Boston Celtics, San Antonio Spurs Gear Up for One Last Title Run

Cyril QuinnContributor IJuly 8, 2009

BOSTON - MAY 28:  Rasheed Wallace #36 and Richard Hamilton #32 of the Detroit Pistons box out against Kevin Garnett #5 of the Boston Celtics during Game Five of the Eastern Conference finals during the 2008 NBA Playoffs at TD Banknorth Garden on May 28, 2008 in Boston, Massachusetts. NOTE TO USER: User expressly acknowledges and agrees that, by downloading and/or using this photograph, user is consenting to the terms and conditions of the Getty Images License Agreement.  (Photo by Jim Rogash/Getty Images)

The San Antonio Spurs and the Boston Celtics are gearing up for what could be their last shot at another championship. With their recent trades and signings, both teams give you the sense that it is championship or bust.

With the signing of the mercurial Rasheed Wallace, Boston adds a 6'11" power forward with three-point range and not a selfish bone in him, but he is also the same guy who will be 35 by the start of the season, and if you haven't heard, he has a bit of an attitude.

In its current predicament, Boston had to make this move. Assuming the Lakers re-sign Lamar Odom, a front court of Kevin Garnett, Kendrick Perkins, and Wallace can match-up with the world champs.

Wallace will join Boston's 30-and-over club that features Ray Allen, Paul Pierce, Garnett, and Eddie House just to name a few; so the Celtic window is closing fast and they will get even older if Grant Hill joins them.

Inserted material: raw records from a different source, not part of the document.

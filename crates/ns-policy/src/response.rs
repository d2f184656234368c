//! What to do with a response once its headers have arrived.

use url::Url;

pub const PASSBOOK_MIME_TYPE: &str = "application/vnd.apple.pkpass";
const OCTET_STREAM_MIME_TYPE: &str = "application/octet-stream";

#[derive(Debug, Clone, PartialEq, Eq)]
pub struct NavigationResponse {
    pub url: Option<Url>,
    pub mime_type: Option<String>,
    pub content_disposition: Option<String>,
    /// Whether the web view can render this MIME type itself.
    pub can_show_mime_type: bool,
    pub is_for_main_frame: bool,
}

impl NavigationResponse {
    pub fn new(url: Url, mime_type: &str) -> Self {
        Self {
            url: Some(url),
            mime_type: Some(mime_type.to_owned()),
            content_disposition: None,
            can_show_mime_type: true,
            is_for_main_frame: true,
        }
    }

    /// MIME type without parameters, lowercased.
    pub fn essence(&self) -> Option<String> {
        let mime = self.mime_type.as_deref()?;
        let essence = mime.split(';').next().unwrap_or(mime).trim();
        (!essence.is_empty()).then(|| essence.to_ascii_lowercase())
    }

    pub fn is_attachment(&self) -> bool {
        self.content_disposition
            .as_deref()
            .is_some_and(|value| value.trim_start().to_ascii_lowercase().starts_with("attachment"))
    }
}

#[derive(Debug, Clone, Copy, PartialEq, Eq)]
pub enum Viewer {
    Passbook,
}

#[derive(Debug, Clone, Copy, PartialEq, Eq)]
pub enum ResponseDisposition {
    ShowInline,
    Download,
    HandOffToViewer(Viewer),
}

/// Decides between showing, downloading, or handing off a response.
pub fn resolve_response(response: &NavigationResponse, pending_download: bool) -> ResponseDisposition {
    let essence = response.essence();
    let forced_download = pending_download
        || response.is_attachment()
        || (response.content_disposition.is_none()
            && essence.as_deref() == Some(OCTET_STREAM_MIME_TYPE));

    if essence.as_deref() == Some(PASSBOOK_MIME_TYPE) && !forced_download {
        return ResponseDisposition::HandOffToViewer(Viewer::Passbook);
    }

    if forced_download || !response.can_show_mime_type {
        return ResponseDisposition::Download;
    }

    ResponseDisposition::ShowInline
}
//! Ad-block rule readiness, signalled over a watch channel.

use std::time::Duration;
use tokio::sync::watch;

/// Producer side, held by whatever compiles the ad-block rules.
#[derive(Debug)]
pub struct ReadinessSignal {
    sender: watch::Sender<bool>,
}

impl ReadinessSignal {
    pub fn mark_ready(&self) {
        self.sender.send_replace(true);
    }

    /// Rules are being recompiled; new decisions wait again.
    pub fn mark_not_ready(&self) {
        self.sender.send_replace(false);
    }

    pub fn gate(&self) -> ReadinessGate {
        ReadinessGate {
            receiver: self.sender.subscribe(),
        }
    }
}

#[derive(Debug, Clone, Copy, PartialEq, Eq)]
pub enum Readiness {
    Ready,
    TimedOut,
    /// The signal was dropped before the rules became ready.
    Closed,
}

#[derive(Debug, Clone)]
pub struct ReadinessGate {
    receiver: watch::Receiver<bool>,
}

impl ReadinessGate {
    /// A gate that is already open, for hosts without ad-block compilation.
    pub fn ready() -> Self {
        let (_, receiver) = watch::channel(true);
        Self { receiver }
    }

    pub fn is_ready(&self) -> bool {
        *self.receiver.borrow()
    }

    /// Waits until ready, giving up after `timeout` when one is set.
    pub async fn wait(&self, timeout: Option<Duration>) -> Readiness {
        let mut receiver = self.receiver.clone();
        let ready = async move { receiver.wait_for(|ready| *ready).await.map(|_| ()) };

        let outcome = match timeout {
            Some(limit) => match tokio::time::timeout(limit, ready).await {
                Ok(outcome) => outcome,
                Err(_) => return Readiness::TimedOut,
            },
            None => ready.await,
        };

        match outcome {
            Ok(()) => Readiness::Ready,
            Err(_) => Readiness::Closed,
        }
    }
}

pub fn readiness_channel() -> (ReadinessSignal, ReadinessGate) {
    let (sender, receiver) = watch::channel(false);
    (ReadinessSignal { sender }, ReadinessGate { receiver })
}

#[cfg(test)]
mod tests {
    use super::Readiness;
    use super::ReadinessGate;
    use super::readiness_channel;
    use std::time::Duration;

    #[tokio::test]
    async fn open_gate_resolves_immediately() {
        let gate = ReadinessGate::ready();
        assert!(gate.is_ready());
        assert_eq!(gate.wait(None).await, Readiness::Ready);
    }

    #[tokio::test(start_paused = true)]
    async fn waits_for_signal() {
        let (signal, gate) = readiness_channel();
        let waiter = tokio::spawn(async move { gate.wait(Some(Duration::from_secs(5))).await });
        tokio::time::sleep(Duration::from_millis(10)).await;
        signal.mark_ready();

        match waiter.await {
            Ok(readiness) => assert_eq!(readiness, Readiness::Ready),
            Err(error) => panic!("{error}"),
        }
    }

    #[tokio::test(start_paused = true)]
    async fn times_out_and_reports_closed() {
        let (signal, gate) = readiness_channel();
        assert_eq!(
            gate.wait(Some(Duration::from_millis(50))).await,
            Readiness::TimedOut
        );

        drop(signal);
        assert_eq!(gate.wait(None).await, Readiness::Closed);
    }
}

I believe Wallace was also brought in for insurance in case Garnett goes down to injury again, after being one of the league's most durable players in his first 12 seasons, Garnett has missed parts of the last two seasons, including this entire postseason.

Garnett has also surpassed the 1,000-game plateau, which is the time players start breaking down physically.

The Celtics are still in need of a back-up point guard considering Stephon Marbury moronically turned down an opportunity to re-sign with them; they also need to do some fence mending with Rajon Rondo.

The Celtics tried to move Rondo to the Detroit Pistons for Richard Hamilton, Tayshaun Prince, and Rodney Stuckey but the deal fell through. I do not know why the Celtics would do this based on how Rondo played in the postseason; I do know an unhappy Rondo does not equal a championship come next June.

I was a little surprised when the Spurs picked up Richard Jefferson, considering he has two years left on his contract. It told me Tim Duncan is that much closer to the end of his career, and the Spurs know this. San Antonio has been one of the most financially responsible teams in the league; this was a solid but desperate move.

Despite the offensive boost that Jefferson will give them, the Spurs need help in the front court; they could use a center for rebounding and defensive purposes and to also take the pressure off Duncan.

For these two proud franchises, time is certainly not on their side.